Work to be completed:
Nothing other than the lines from the one containing "let snap = b.snapshot();" through the last line of the data below should be output, each reproduced exactly.

Data:
=== Section Start ===

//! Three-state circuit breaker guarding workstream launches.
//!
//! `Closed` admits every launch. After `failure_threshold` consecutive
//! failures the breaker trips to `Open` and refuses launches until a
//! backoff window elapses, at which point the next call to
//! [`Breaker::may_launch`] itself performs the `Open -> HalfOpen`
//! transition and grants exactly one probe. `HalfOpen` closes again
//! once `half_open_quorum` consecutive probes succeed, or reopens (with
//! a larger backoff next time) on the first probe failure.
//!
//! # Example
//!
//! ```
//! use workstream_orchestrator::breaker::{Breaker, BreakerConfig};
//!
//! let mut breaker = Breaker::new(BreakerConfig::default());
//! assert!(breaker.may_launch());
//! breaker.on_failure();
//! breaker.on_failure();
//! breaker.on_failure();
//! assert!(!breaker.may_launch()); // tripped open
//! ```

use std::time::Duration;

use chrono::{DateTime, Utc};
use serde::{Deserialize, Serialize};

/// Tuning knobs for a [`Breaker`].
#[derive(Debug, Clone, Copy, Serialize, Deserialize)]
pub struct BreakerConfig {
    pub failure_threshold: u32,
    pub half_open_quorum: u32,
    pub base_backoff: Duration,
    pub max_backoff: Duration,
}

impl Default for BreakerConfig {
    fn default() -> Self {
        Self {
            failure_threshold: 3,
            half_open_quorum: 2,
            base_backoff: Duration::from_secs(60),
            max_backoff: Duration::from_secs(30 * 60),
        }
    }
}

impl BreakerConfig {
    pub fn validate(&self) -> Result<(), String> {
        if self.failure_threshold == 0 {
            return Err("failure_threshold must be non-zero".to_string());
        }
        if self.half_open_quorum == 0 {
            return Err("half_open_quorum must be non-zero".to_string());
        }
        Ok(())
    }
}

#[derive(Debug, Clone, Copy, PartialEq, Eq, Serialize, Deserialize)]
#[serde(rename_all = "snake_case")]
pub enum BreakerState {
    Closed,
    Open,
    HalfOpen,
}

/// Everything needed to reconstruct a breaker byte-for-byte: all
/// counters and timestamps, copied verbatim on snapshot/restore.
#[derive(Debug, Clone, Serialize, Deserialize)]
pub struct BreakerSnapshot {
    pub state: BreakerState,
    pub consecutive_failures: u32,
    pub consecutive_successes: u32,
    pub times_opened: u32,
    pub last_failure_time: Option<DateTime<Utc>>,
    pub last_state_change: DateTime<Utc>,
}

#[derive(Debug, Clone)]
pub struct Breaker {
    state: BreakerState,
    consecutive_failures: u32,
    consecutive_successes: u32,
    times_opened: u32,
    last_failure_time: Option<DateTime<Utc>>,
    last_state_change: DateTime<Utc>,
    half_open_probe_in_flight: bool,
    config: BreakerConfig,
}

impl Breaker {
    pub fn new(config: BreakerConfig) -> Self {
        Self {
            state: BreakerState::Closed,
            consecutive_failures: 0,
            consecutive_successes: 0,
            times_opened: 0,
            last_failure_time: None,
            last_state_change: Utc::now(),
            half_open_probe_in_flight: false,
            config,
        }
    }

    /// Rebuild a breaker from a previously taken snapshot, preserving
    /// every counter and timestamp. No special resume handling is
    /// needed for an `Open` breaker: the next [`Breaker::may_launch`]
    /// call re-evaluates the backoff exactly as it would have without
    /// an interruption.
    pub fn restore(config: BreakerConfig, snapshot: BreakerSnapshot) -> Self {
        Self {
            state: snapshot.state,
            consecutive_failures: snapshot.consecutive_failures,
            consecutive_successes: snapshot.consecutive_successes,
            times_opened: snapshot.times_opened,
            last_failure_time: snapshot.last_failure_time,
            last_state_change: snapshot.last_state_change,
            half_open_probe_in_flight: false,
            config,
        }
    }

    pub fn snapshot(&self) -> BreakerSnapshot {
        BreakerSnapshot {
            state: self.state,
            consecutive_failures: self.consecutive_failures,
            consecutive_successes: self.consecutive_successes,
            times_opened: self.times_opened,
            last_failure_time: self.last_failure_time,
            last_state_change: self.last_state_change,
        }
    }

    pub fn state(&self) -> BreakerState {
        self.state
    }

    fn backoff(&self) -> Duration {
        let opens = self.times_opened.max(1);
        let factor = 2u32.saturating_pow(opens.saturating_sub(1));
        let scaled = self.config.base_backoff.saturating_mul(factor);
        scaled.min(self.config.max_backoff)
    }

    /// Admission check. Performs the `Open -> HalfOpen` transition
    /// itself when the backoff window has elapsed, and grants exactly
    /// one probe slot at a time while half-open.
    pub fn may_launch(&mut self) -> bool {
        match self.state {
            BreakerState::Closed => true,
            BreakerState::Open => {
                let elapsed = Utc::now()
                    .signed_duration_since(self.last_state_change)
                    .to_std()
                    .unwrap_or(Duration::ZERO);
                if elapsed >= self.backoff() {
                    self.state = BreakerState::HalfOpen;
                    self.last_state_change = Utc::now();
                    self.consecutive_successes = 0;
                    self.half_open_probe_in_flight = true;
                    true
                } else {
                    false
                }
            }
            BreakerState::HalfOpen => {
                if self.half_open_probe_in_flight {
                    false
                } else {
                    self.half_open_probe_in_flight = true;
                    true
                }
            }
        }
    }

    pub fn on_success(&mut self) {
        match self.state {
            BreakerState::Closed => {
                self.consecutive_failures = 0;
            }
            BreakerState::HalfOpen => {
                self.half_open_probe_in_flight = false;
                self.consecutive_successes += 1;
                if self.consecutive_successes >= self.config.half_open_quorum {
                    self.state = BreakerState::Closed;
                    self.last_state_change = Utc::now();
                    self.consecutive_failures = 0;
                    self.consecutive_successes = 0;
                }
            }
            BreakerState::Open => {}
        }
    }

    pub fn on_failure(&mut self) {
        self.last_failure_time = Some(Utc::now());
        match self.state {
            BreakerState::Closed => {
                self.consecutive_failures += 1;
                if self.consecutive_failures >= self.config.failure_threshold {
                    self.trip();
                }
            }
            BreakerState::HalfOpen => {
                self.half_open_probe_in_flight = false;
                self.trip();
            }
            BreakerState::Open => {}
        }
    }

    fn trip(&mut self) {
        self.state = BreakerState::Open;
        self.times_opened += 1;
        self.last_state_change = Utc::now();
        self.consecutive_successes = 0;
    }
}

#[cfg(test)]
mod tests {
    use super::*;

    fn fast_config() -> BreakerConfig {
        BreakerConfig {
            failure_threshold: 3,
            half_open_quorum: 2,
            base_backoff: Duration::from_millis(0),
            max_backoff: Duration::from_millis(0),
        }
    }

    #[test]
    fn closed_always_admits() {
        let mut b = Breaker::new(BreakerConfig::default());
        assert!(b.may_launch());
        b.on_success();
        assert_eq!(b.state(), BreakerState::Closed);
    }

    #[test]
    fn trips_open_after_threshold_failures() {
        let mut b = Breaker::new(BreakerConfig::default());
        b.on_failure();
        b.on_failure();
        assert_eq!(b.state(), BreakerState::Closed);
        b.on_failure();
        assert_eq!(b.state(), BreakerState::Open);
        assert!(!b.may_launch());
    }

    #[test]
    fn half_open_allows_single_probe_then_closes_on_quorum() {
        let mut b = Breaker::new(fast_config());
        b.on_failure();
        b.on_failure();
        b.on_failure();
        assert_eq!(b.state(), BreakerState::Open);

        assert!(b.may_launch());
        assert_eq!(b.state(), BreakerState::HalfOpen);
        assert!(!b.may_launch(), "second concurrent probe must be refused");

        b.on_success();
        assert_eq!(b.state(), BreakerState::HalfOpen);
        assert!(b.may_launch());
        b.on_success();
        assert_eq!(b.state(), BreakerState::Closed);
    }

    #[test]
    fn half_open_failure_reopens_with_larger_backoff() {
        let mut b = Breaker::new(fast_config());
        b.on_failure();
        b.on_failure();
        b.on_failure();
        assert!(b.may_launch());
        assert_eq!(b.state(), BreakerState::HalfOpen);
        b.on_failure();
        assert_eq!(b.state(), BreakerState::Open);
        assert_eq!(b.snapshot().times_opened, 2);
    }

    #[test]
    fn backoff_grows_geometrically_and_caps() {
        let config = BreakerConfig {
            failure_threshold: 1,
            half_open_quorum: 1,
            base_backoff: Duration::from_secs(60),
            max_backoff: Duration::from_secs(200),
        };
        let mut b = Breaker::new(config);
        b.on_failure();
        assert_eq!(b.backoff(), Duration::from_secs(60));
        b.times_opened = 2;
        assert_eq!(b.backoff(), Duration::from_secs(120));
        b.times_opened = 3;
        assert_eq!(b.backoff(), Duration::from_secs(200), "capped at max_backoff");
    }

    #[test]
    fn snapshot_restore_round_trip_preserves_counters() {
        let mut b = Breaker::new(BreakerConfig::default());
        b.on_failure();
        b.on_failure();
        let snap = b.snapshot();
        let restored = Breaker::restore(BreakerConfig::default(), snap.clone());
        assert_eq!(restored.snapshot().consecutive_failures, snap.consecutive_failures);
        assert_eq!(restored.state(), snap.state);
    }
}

=== Section End ===

Solution for this problem:
        let snap = b.snapshot();
        let restored = Breaker::restore(BreakerConfig::default(), snap.clone());
        assert_eq!(restored.snapshot().consecutive_failures, snap.consecutive_failures);
        assert_eq!(restored.state(), snap.state);
    }
}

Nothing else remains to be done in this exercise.